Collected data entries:
════

//! Fetch the segmentation dataset, build its EDA table and log the `raw_data` artifact.

use std::io::Write;
use std::path::PathBuf;

use segprep::artifacts::ArtifactStore;
use segprep::dataset::ingest::{self, IngestProgress};
use segprep::dataset::source::{self, DatasetLayout, FetchOptions};
use segprep::params::Params;
use segprep::{app_dirs, logging};

#[derive(Debug, Default)]
struct Options {
    config: Option<PathBuf>,
    out_dir: Option<PathBuf>,
    dataset_dir: Option<PathBuf>,
    url: Option<String>,
    force: bool,
}

fn main() {
    if let Err(err) = run() {
        eprintln!("{err}");
        std::process::exit(1);
    }
}

fn run() -> Result<(), String> {
    let Some(options) = parse_args(std::env::args().skip(1).collect())? else {
        return Ok(());
    };
    if let Err(err) = logging::init() {
        eprintln!("Logging disabled: {err}");
    }
    let mut params =
        Params::load_or_default(options.config.as_deref()).map_err(|err| err.to_string())?;
    if let Some(url) = options.url {
        params.dataset_url = url;
    }

    let layout = match options.dataset_dir {
        Some(dir) => DatasetLayout::locate(&dir).map_err(|err| err.to_string())?,
        None => {
            let cache_dir = app_dirs::datasets_dir().map_err(|err| err.to_string())?;
            println!("Fetching {}", params.dataset_url);
            source::fetch_dataset(&FetchOptions {
                url: params.dataset_url.clone(),
                cache_dir,
                force: options.force,
            })
            .map_err(|err| err.to_string())?
        }
    };
    println!("Dataset root: {}", layout.root.display());

    let store = open_store(&params)?;
    let out_dir = options.out_dir.unwrap_or_else(|| PathBuf::from("output"));
    let mut last_percent = None;
    let mut report = |progress: IngestProgress| {
        let percent = if progress.total == 0 {
            100
        } else {
            progress.processed * 100 / progress.total
        };
        if last_percent != Some(percent) {
            last_percent = Some(percent);
            print!(
                "\r{}: {}/{} ({percent}%)",
                progress.stage, progress.processed, progress.total
            );
            let _ = std::io::stdout().flush();
        }
    };
    let summary = ingest::ingest_dataset(&params, &store, &layout, &out_dir, Some(&mut report))
        .map_err(|err| err.to_string())?;
    println!();
    println!(
        "Logged {} with {} images (run {})",
        summary.artifact, summary.images, summary.run_id
    );
    println!("EDA table copy: {}", summary.table_path.display());
    println!("Images per class:");
    for (class, count) in &summary.class_counts {
        println!("  {class}: {count}");
    }
    Ok(())
}

fn open_store(params: &Params) -> Result<ArtifactStore, String> {
    let base = match &params.store_dir {
        Some(dir) => dir.clone(),
        None => app_dirs::artifacts_dir().map_err(|err| err.to_string())?,
    };
    ArtifactStore::open(&base, params.entity.as_deref(), &params.project)
        .map_err(|err| err.to_string())
}

fn parse_args(args: Vec<String>) -> Result<Option<Options>, String> {
    let mut options = Options::default();

    let mut idx = 0usize;
    while idx < args.len() {
        match args[idx].as_str() {
            "-h" | "--help" => {
                println!("{}", help_text());
                return Ok(None);
            }
            "--config" => {
                idx += 1;
                let value = args.get(idx).ok_or_else(|| "--config requires a value".to_string())?;
                options.config = Some(PathBuf::from(value));
            }
            "--out" => {
                idx += 1;
                let value = args.get(idx).ok_or_else(|| "--out requires a value".to_string())?;
                options.out_dir = Some(PathBuf::from(value));
            }
            "--dataset-dir" => {
                idx += 1;
                let value = args
                    .get(idx)
                    .ok_or_else(|| "--dataset-dir requires a value".to_string())?;
                options.dataset_dir = Some(PathBuf::from(value));
            }
            "--url" => {
                idx += 1;
                let value = args.get(idx).ok_or_else(|| "--url requires a value".to_string())?;
                options.url = Some(value.to_string());
            }
            "--force" => {
                options.force = true;
            }
            unknown => {
                return Err(format!("Unknown argument: {unknown}\n\n{}", help_text()));
            }
        }
        idx += 1;
    }

    Ok(Some(options))
}

fn help_text() -> String {
    [
        "segprep-ingest",
        "",
        "Fetches the segmentation dataset, records per-image class presence and logs a raw_data artifact.",
        "",
        "Usage:",
        "  segprep-ingest [--config <path>] [--out <dir>] [--dataset-dir <dir> | --url <url>] [--force]",
        "",
        "Options:",
        "  --config <path>       TOML parameters file (defaults built in).",
        "  --out <dir>           Output directory (default: output).",
        "  --dataset-dir <dir>   Use an already extracted dataset instead of downloading.",
        "  --url <url>           Dataset archive URL (overrides the config).",
        "  --force               Re-download and re-extract even if cached.",
    ]
    .join("\n")
}
/// `ldr` of a single word.
#[bitfield(u32)]
struct LoadWord {
    #[bit(25, r)]
    register_offset: bool,
    #[bit(24, r)]
    pre_index: bool,
    #[bit(23, r)]
    up: bool,
    #[bit(22, r)]
    byte: bool,
    #[bit(20, r)]
    load: bool,
    #[bits(16..=19, r)]
    base: u4,
    #[bits(12..=15, r)]
    dest: u4,
}

/// The offset operand of a register-offset `ldr`.
#[bitfield(u32)]
struct ShiftedRegister {
    #[bits(7..=11, r)]
    amount: u5,
    #[bits(5..=6, r)]
    kind: u2,
    #[bit(4, r)]
    by_register: bool,
    #[bits(0..=3, r)]
    register: u4,
}

/// Where an instruction sends execution.
#[derive(Debug, Clone, Copy, PartialEq, Eq)]
enum Flow {
    /// On to the next instruction.
    Next,
    /// Always to the target.
    Jump(usize),
    /// Either to the next instruction or to the target.
    Branch(usize),
}

impl Flow {
    const fn successors(self, next: usize) -> Successors {
        match self {
            Self::Next => [Some(next), None],
            Self::Jump(target) => [Some(target), None],
            Self::Branch(target) => [Some(next), Some(target)],
        }
    }
}

/// Returns the value of register `n` as an instruction whose PC reads as `pc` sees it.
fn register(frame: &ExceptionFrame, n: u4, pc: usize) -> usize {
    match n.value() {
        n @ 0..=12 => frame.registers[usize::from(n)] as usize,
        13 => frame.stack_pointer,
        14 => frame.link_register,
        _ => pc,
    }
}

fn sign_extend(value: u32, bits: u32) -> isize {
    let shift = 32 - bits;
    (((value << shift) as i32) >> shift) as isize
}

/// Decodes the ARM instruction `opcode` at `pc`.
///
/// `read` loads a word of data memory, for returns that pop the PC off the stack.
pub(crate) fn arm_successors(
    opcode: u32,
    pc: usize,
    frame: &ExceptionFrame,
    read: impl Fn(usize) -> Result<u32, OsError>,
) -> Result<Successors, OsError> {
    let cond = Branch::new_with_raw_value(opcode).cond();
    let flow = match arm_flow(opcode, pc, frame, read)? {
        Flow::Jump(target) if cond != ALWAYS && cond != UNCONDITIONAL => Flow::Branch(target),
        flow => flow,
    };
    Ok(flow.successors(pc + 4))
}

fn arm_flow(
    opcode: u32,
    pc: usize,
    frame: &ExceptionFrame,
    read: impl Fn(usize) -> Result<u32, OsError>,
) -> Result<Flow, OsError> {
    let visible_pc = pc + 8;

    let branch = Branch::new_with_raw_value(opcode);
    if branch.op() == u3::new(0b101) {
        let offset = sign_extend(branch.imm24().value(), 24) << 2;
        return Ok(Flow::Jump(if branch.cond() == UNCONDITIONAL {
            // blx switches to Thumb.
            let half = isize::from(branch.link()) << 1;
            visible_pc.wrapping_add_signed(offset + half) | 1
        } else {
            visible_pc.wrapping_add_signed(offset)
        }));
    }
    if branch.cond() == UNCONDITIONAL {
        return Ok(Flow::Next);
    }

    // bx, blx <register>
    if opcode & 0x0FFF_FFD0 == 0x012F_FF10 {
        let rm = u4::new((opcode & 0xF) as u8);
        return Ok(Flow::Jump(register(frame, rm, visible_pc)));
    }
    // mov pc, <register>
    if opcode & 0x0FEF_FFF0 == 0x01A0_F000 {
        let rm = u4::new((opcode & 0xF) as u8);
        return Ok(Flow::Jump(register(frame, rm, visible_pc)));
    }

    match branch.op().value() {
        0b100 => {
            let ldm = LoadMultiple::new_with_raw_value(opcode);
            if !ldm.load() || ldm.registers() & 0x8000 == 0 {
                return Ok(Flow::Next);
            }

            // The PC is the highest register, so it is always the last word transferred.
            let words = ldm.registers().count_ones() as usize;
            let base = register(frame, ldm.base(), visible_pc);
            let addr = match (ldm.before(), ldm.up()) {
                (false, true) => base.wrapping_add(4 * (words - 1)),
                (true, true) => base.wrapping_add(4 * words),
                (false, false) => base,
                (true, false) => base.wrapping_sub(4),
            };
            Ok(Flow::Jump(read(addr)? as usize))
        }
        0b010 | 0b011 => {
            let ldr = LoadWord::new_with_raw_value(opcode);
            if !ldr.load() || ldr.byte() || ldr.dest() != PC {
                return Ok(Flow::Next);
            }

            let offset = if ldr.register_offset() {
                let shifted = ShiftedRegister::new_with_raw_value(opcode);
                if shifted.by_register() || shifted.kind() != u2::new(0) {
                    return Err(OsError::Unsupported);
                }
                register(frame, shifted.register(), visible_pc) << shifted.amount().value()
            } else {
                (opcode & 0xFFF) as usize
            };

            let base = register(frame, ldr.base(), visible_pc);
            let addr = match (ldr.pre_index(), ldr.up()) {
                (false, _) => base,
                (true, true) => base.wrapping_add(offset),
                (true, false) => base.wrapping_sub(offset),
            };
            Ok(Flow::Jump(read(addr)? as usize))
        }
        // Arithmetic into the PC.
        0b000 | 0b001 if LoadWord::new_with_raw_value(opcode).dest() == PC => {
            Err(OsError::Unsupported)
        }
        _ => Ok(Flow::Next),
    }
}

/// Returns whether a Thumb halfword is the first half of a 32-bit instruction.
pub(crate) const fn is_wide(first: u16) -> bool {
    matches!(first >> 11, 0b11101..=0b11111)
}

/// Decodes the 16-bit Thumb instruction `op` at the untagged address `pc`.
pub(crate) fn thumb_successors(
    op: u16,
    pc: usize,
    frame: &ExceptionFrame,
    read: impl Fn(usize) -> Result<u32, OsError>,
) -> Result<Successors, OsError> {
    let visible_pc = pc + 4;
    let rm = u4::new(((op >> 3) & 0xF) as u8);

    let flow = match op >> 12 {
        0b1101 => {
            let cond = (op >> 8) & 0xF;
            // 0b1110 and 0b1111 are udf and svc.
            if cond < 0b1110 {
                let offset = sign_extend(u32::from(op & 0xFF), 8) << 1;
                Flow::Branch(visible_pc.wrapping_add_signed(offset) | 1)
            } else {
                Flow::Next
            }
        }
        0b1110 if op & 0x0800 == 0 => {
            let offset = sign_extend(u32::from(op & 0x7FF), 11) << 1;
            Flow::Jump(visible_pc.wrapping_add_signed(offset) | 1)
        }
        // pop {..., pc}
        0b1011 if op & 0x0F00 == 0x0D00 => {
            let words = (op & 0xFF).count_ones() as usize;
            Flow::Jump(read(frame.stack_pointer.wrapping_add(4 * words))? as usize)
        }
        // cbz, cbnz
        0b1011 if op & 0x0500 == 0x0100 => {
            let offset = (usize::from((op >> 9) & 1) << 6) | (usize::from((op >> 3) & 0x1F) << 1);
            Flow::Branch((visible_pc + offset) | 1)
        }
        // bx, blx <register>
        0b0100 if op & 0x0F00 == 0x0700 => Flow::Jump(register(frame, rm, visible_pc)),
        // mov pc, <register> stays in Thumb state.
        0b0100 if op & 0x0F87 == 0x0687 => Flow::Jump(register(frame, rm, visible_pc) | 1),
        // add pc, <register>
        0b0100 if op & 0x0F87 == 0x0487 => return Err(OsError::Unsupported),
        _ => Flow::Next,
    };

    Ok(flow.successors((pc + 2) | 1))
}

/// Decodes the 32-bit Thumb instruction made of `first` and `second` at the untagged address
/// `pc`.
pub(crate) fn wide_thumb_successors(
    first: u16,
    second: u16,
    pc: usize,
    frame: &ExceptionFrame,
    read: impl Fn(usize) -> Result<u32, OsError>,
) -> Result<Successors, OsError> {
    let visible_pc = pc + 4;
    let rn = u4::new((first & 0xF) as u8);
    let rt = u4::new((second >> 12) as u8);

    let flow = if first >> 11 == 0b11110 && second & 0x8000 != 0 {
        let s = u32::from((first >> 10) & 1);
        let j1 = u32::from((second >> 13) & 1);
        let j2 = u32::from((second >> 11) & 1);
        let i1 = !(j1 ^ s) & 1;
        let i2 = !(j2 ^ s) & 1;
        let high = s << 24 | i1 << 23 | i2 << 22 | u32::from(first & 0x3FF) << 12;

        match (second >> 12) & 0b101 {
            // bl, b.w
            0b101 | 0b001 => {
                let offset = sign_extend(high | u32::from(second & 0x7FF) << 1, 25);
                Flow::Jump(visible_pc.wrapping_add_signed(offset) | 1)
            }
            // blx <label> switches to ARM.
            0b100 => {
                let offset = sign_extend(high | u32::from(second & 0x7FE) << 1, 25);
                Flow::Jump((visible_pc & !3).wrapping_add_signed(offset))
            }
            _ => {
                let cond = (first >> 6) & 0xF;
                // Condition codes 0b111x hold the miscellaneous control instructions.
                if cond < 0b1110 {
                    let imm = s << 20
                        | j2 << 19
                        | j1 << 18
                        | u32::from(first & 0x3F) << 12
                        | u32::from(second & 0x7FF) << 1;
                    Flow::Branch(visible_pc.wrapping_add_signed(sign_extend(imm, 21)) | 1)
                } else {
                    Flow::Next
                }
            }
        }
    } else if second & 0x8000 != 0 && first & 0xFFD0 == 0xE890 {
        // ldmia/pop.w {..., pc}
        let words = second.count_ones() as usize;
        let base = register(frame, rn, visible_pc);
        Flow::Jump(read(base.wrapping_add(4 * (words - 1)))? as usize)
    } else if second & 0x8000 != 0 && first & 0xFFD0 == 0xE910 {
        // ldmdb {..., pc}
        Flow::Jump(read(register(frame, rn, visible_pc).wrapping_sub(4))? as usize)
    } else if first & 0xFF7F == 0xF85F && rt == PC {
        // ldr.w pc, <literal>
        let offset = usize::from(second & 0xFFF);
        let base = visible_pc & !3;
        let addr = if first & 0x0080 != 0 {
            base + offset
        } else {
            base - offset
        };
        Flow::Jump(read(addr)? as usize)
    } else if first & 0xFFF0 == 0xF8D0 && rt == PC {
        // ldr.w pc, [rn, #imm12]
        let addr = register(frame, rn, visible_pc).wrapping_add(usize::from(second & 0xFFF));
        Flow::Jump(read(addr)? as usize)
    } else if (first & 0xFFF0 == 0xF850 && rt == PC)
        || (first & 0xFFF0 == 0xE8D0 && second & 0xFFE0 == 0xF000)
    {
        // Indexed loads into the PC and table branches.
        return Err(OsError::Unsupported);
    } else {
        Flow::Next
    };

    Ok(flow.successors((pc + 4) | 1))
}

════

Give back every line from the beginning of the records through the line holding "let cache_dir = app_dirs::datasets_dir().map_err(|err|", exactly as it reads, and leave out the rest.

> _Solution to this problem_
//! Fetch the segmentation dataset, build its EDA table and log the `raw_data` artifact.

use std::io::Write;
use std::path::PathBuf;

use segprep::artifacts::ArtifactStore;
use segprep::dataset::ingest::{self, IngestProgress};
use segprep::dataset::source::{self, DatasetLayout, FetchOptions};
use segprep::params::Params;
use segprep::{app_dirs, logging};

#[derive(Debug, Default)]
struct Options {
    config: Option<PathBuf>,
    out_dir: Option<PathBuf>,
    dataset_dir: Option<PathBuf>,
    url: Option<String>,
    force: bool,
}

fn main() {
    if let Err(err) = run() {
        eprintln!("{err}");
        std::process::exit(1);
    }
}

fn run() -> Result<(), String> {
    let Some(options) = parse_args(std::env::args().skip(1).collect())? else {
        return Ok(());
    };
    if let Err(err) = logging::init() {
        eprintln!("Logging disabled: {err}");
    }
    let mut params =
        Params::load_or_default(options.config.as_deref()).map_err(|err| err.to_string())?;
    if let Some(url) = options.url {
        params.dataset_url = url;
    }

    let layout = match options.dataset_dir {
        Some(dir) => DatasetLayout::locate(&dir).map_err(|err| err.to_string())?,
        None => {
            let cache_dir = app_dirs::datasets_dir().map_err(|err| err.to_string())?;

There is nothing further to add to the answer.